Why eating less and moving more isn't always enough
Here’s the article at a glance
- It’s a sensible idea to try and switch up the diet when it’s not working.
- Your friend’s perfect diet isn’t necessarily going to work for you.
- Eating less and moving more doesn’t always work in practice.
- Low carbs isn’t a sure thing. Fasting isn’t for everyone.
- There’s a lot of variability that you may well have to account for in order to tip the scales over.
Losing weight is incredibly basic. Just follow the generic advice that gets trotted out by anyone who wants to score a few IQ points. Eat less calories than you’re burning, start some exercise to help tip the scales, and your problem gets solved. All through the power of thermodynamics.
That’s why diets like intermittent fasting, paleo, keto, they’re just fluff. All you have to ensure is the calorie deficit. You can keep your carbs, your breakfasts, and it won’t make a lick of difference on the outcome.
If you’re ever having doubts, there will always be someone nearby who’s happy to explain to you how to science. Or tell you about that time they lost three stone just by counting calories.
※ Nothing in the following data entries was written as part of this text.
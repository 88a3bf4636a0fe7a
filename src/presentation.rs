use rust_decimal::Decimal;
use serde::Serialize;

use crate::fmt::DisplayFormat;
use crate::models::{Entry, FilterSelection, RecordKind};
use crate::reports::{CategoryTotal, Kpis, MonthTotal};

#[derive(Debug, Clone, PartialEq, Eq, Serialize)]
pub struct KpiStrings {
    pub receipts: String,
    pub payments: String,
    pub margin: String,
}

pub fn kpi_strings(kpis: &Kpis, fmt: &DisplayFormat) -> KpiStrings {
    KpiStrings {
        receipts: fmt.money(kpis.receipts),
        payments: fmt.money(kpis.payments),
        margin: fmt.money(kpis.margin),
    }
}

#[derive(Debug, Clone, Copy, PartialEq, Eq, Serialize)]
#[serde(rename_all = "lowercase")]
pub enum Orientation {
    /// Bars grow along x, one per category on y.
    Horizontal,
    Vertical,
}

#[derive(Debug, Clone, PartialEq, Eq, Serialize)]
pub struct ChartBar {
    pub label: String,
    #[serde(with = "rust_decimal::serde::float")]
    pub value: Decimal,
    /// No rows fed this bar (value reads as zero).
    pub empty: bool,
}

#[derive(Debug, Clone, PartialEq, Eq, Serialize)]
pub struct BarChartSpec {
    pub title: String,
    pub orientation: Orientation,
    pub category_axis: String,
    pub value_axis: String,
    pub bars: Vec<ChartBar>,
}

impl BarChartSpec {
    pub fn max_value(&self) -> Decimal {
        self.bars
            .iter()
            .map(|b| b.value.abs())
            .max()
            .unwrap_or(Decimal::ZERO)
    }
}

/// Horizontal bars, ascending by total, unmatched accounts under `unclassified`.
pub fn category_chart(items: &[CategoryTotal], unclassified: &str) -> BarChartSpec {
    BarChartSpec {
        title: "Value by Category".to_string(),
        orientation: Orientation::Horizontal,
        category_axis: "Account Category".to_string(),
        value_axis: "Value".to_string(),
        bars: items
            .iter()
            .map(|c| ChartBar {
                label: c.category.clone().unwrap_or_else(|| unclassified.to_string()),
                value: c.total,
                empty: false,
            })
            .collect(),
    }
}

/// Vertical bars Jan..Dec for the selected year.
pub fn month_chart(items: &[MonthTotal], year: Option<i32>) -> BarChartSpec {
    let title = match year {
        Some(y) => format!("Monthly Total - {y}"),
        None => "Monthly Total".to_string(),
    };
    BarChartSpec {
        title,
        orientation: Orientation::Vertical,
        category_axis: "Month".to_string(),
        value_axis: "Value".to_string(),
        bars: items
            .iter()
            .map(|m| ChartBar {
                label: m.month.to_string(),
                value: m.value(),
                empty: m.total.is_none(),
            })
            .collect(),
    }
}

/// One display row. `value` stays numeric; two-decimal rendering is left to the view.
#[derive(Debug, Clone, PartialEq, Eq, Serialize)]
pub struct TableRow {
    pub date: String,
    pub kind: RecordKind,
    pub supplier: Option<String>,
    pub category: Option<String>,
    #[serde(with = "rust_decimal::serde::float")]
    pub value: Decimal,
}

pub fn table_rows(rows: &[&Entry], fmt: &DisplayFormat) -> Vec<TableRow> {
    rows.iter()
        .map(|e| TableRow {
            date: fmt.date(e.date),
            kind: e.kind,
            supplier: e.supplier.clone(),
            category: e.category.clone(),
            value: e.value,
        })
        .collect()
}

/// Everything one filter change produces.
#[derive(Debug, Clone, PartialEq, Eq, Serialize)]
pub struct Dashboard {
    pub year: Option<i32>,
    pub kpis: KpiStrings,
    pub totals: Kpis,
    pub category_chart: BarChartSpec,
    pub month_chart: BarChartSpec,
    pub table: Vec<TableRow>,
}

impl Dashboard {
    pub fn page(&self, page: usize, page_size: usize) -> &[TableRow] {
        let size = page_size.max(1);
        let start = page.saturating_mul(size).min(self.table.len());
        let end = (start + size).min(self.table.len());
        &self.table[start..end]
    }

    pub fn page_count(&self, page_size: usize) -> usize {
        self.table.len().div_ceil(page_size.max(1)).max(1)
    }
}

/// Human summary of the active filters, e.g. "2023 · Mar · Payment".
pub fn describe_selection(sel: &FilterSelection) -> String {
    let mut parts = Vec::new();
    match sel.year {
        Some(y) => parts.push(y.to_string()),
        None => parts.push("no year".to_string()),
    }
    if let Some(m) = sel.month {
        parts.push(crate::dates::month_abbrev(m).to_string());
    }
    if let Some(k) = sel.kind {
        parts.push(k.label().to_string());
    }
    if let Some(s) = sel.supplier.as_deref().filter(|s| !s.is_empty()) {
        parts.push(s.to_string());
    }
    if let Some(c) = sel.category.as_deref().filter(|s| !s.is_empty()) {
        parts.push(c.to_string());
    }
    parts.join(" \u{b7} ")
}

#[cfg(test)]
mod tests {
    use super::*;
    use crate::filter::tests::entry;
    use crate::reports::{category_breakdown, month_breakdown};
    use rust_decimal_macros::dec;

    #[test]
    fn test_kpi_strings() {
        let k = Kpis {
            receipts: dec!(1000),
            payments: dec!(400),
            margin: dec!(600),
        };
        let s = kpi_strings(&k, &DisplayFormat::default());
        assert_eq!(s.receipts, "$1,000.00");
        assert_eq!(s.payments, "$400.00");
        assert_eq!(s.margin, "$600.00");
    }

    #[test]
    fn test_category_chart_labels_unclassified() {
        let rows = vec![
            entry(RecordKind::Payment, (2023, 1, 1), None, None, dec!(5)),
            entry(RecordKind::Payment, (2023, 1, 2), None, Some("Rent"), dec!(50)),
        ];
        let refs: Vec<&Entry> = rows.iter().collect();
        let chart = category_chart(&category_breakdown(&refs), "Unclassified");
        assert_eq!(chart.orientation, Orientation::Horizontal);
        let labels: Vec<&str> = chart.bars.iter().map(|b| b.label.as_str()).collect();
        assert_eq!(labels, vec!["Unclassified", "Rent"]);
        assert_eq!(chart.max_value(), dec!(50));
    }

    #[test]
    fn test_month_chart_title_and_empty_bars() {
        let rows = vec![entry(RecordKind::Receipt, (2023, 3, 1), None, None, dec!(10))];
        let refs: Vec<&Entry> = rows.iter().collect();
        let chart = month_chart(&month_breakdown(&refs), Some(2023));
        assert_eq!(chart.title, "Monthly Total - 2023");
        assert_eq!(chart.bars.len(), 12);
        assert_eq!(chart.bars[2].label, "Mar");
        assert!(!chart.bars[2].empty);
        assert!(chart.bars[0].empty);
        assert_eq!(chart.bars[0].value, Decimal::ZERO);
    }

    #[test]
    fn test_table_rows_project_and_reformat() {
        let rows = vec![entry(
            RecordKind::Payment,
            (2023, 3, 7),
            Some("Landlord"),
            Some("Rent"),
            dec!(400.5),
        )];
        let refs: Vec<&Entry> = rows.iter().collect();
        let table = table_rows(&refs, &DisplayFormat::default());
        assert_eq!(
            table,
            vec![TableRow {
                date: "07/03/2023".into(),
                kind: RecordKind::Payment,
                supplier: Some("Landlord".into()),
                category: Some("Rent".into()),
                value: dec!(400.5),
            }]
        );
        let json = serde_json::to_value(&table[0]).unwrap();
        assert_eq!(json["value"], serde_json::json!(400.5));
        assert_eq!(json["kind"], serde_json::json!("Payment"));
    }

    #[test]
    fn test_describe_selection() {
        let sel = FilterSelection {
            year: Some(2023),
            month: Some(3),
            kind: Some(RecordKind::Receipt),
            supplier: None,
            category: Some("Sales".into()),
        };
        assert_eq!(describe_selection(&sel), "2023 \u{b7} Mar \u{b7} Receipt \u{b7} Sales");
    }
}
And technically, they’ll be right. It’s just a gross oversimplification of the process of weight loss.
Eating less, moving more, it works perfectly well in a laboratory setting. It fails to account the myriad of extra factors that play a part in deciding whether you’re ranging towards excessively shredded or clinically obese. What genetics you start out with, your environment, psychology, hormones, they can all combine to mess up the simple formula you’ve been given.
You can see this interplay as a multiplier for your chances of getting to the finish line, one that’s skewed in favour of sending your diet off the rails. They can make weight loss a cakewalk, but it’s less likely.
An example of this is the body weight set-point, a genetically determined body-fat percentage that the body is always trying to return back to. When you cut below that, hunger hormones will typically rise in an attempt to drive the scale up again. If you’re unfortunate, that set-point starts off high, and refuses to budge.
Obesity is climbing rapidly due to the way the aforementioned factors play into the modern lifestyle. It’s definitely harder to lose weight compared to how it was twenty years ago. So it’s tricky to assume that everyone just collectively forgot ‘that one simple step’.
When you take people out of the lab and place them back in their office cubicles, they might well struggle to follow through on a caloric deficit, even those with the nutritional know-how.
And that doesn’t mean that for some of you, there’s no point in trying because life has decided you can’t lose weight. It just means that you may have to change a few things beyond dropping calories and whipping up a circuit or two.
- The type of food you eat
- The quality of those foods
- The timing of your meals
- The level of sleep you’re getting
- Your resistance to stress
Any of these can tip the balance and get you moving. If your luck’s out, you may have to comb through the lot. Some of us have big jumps to make in order to become fat burning machines.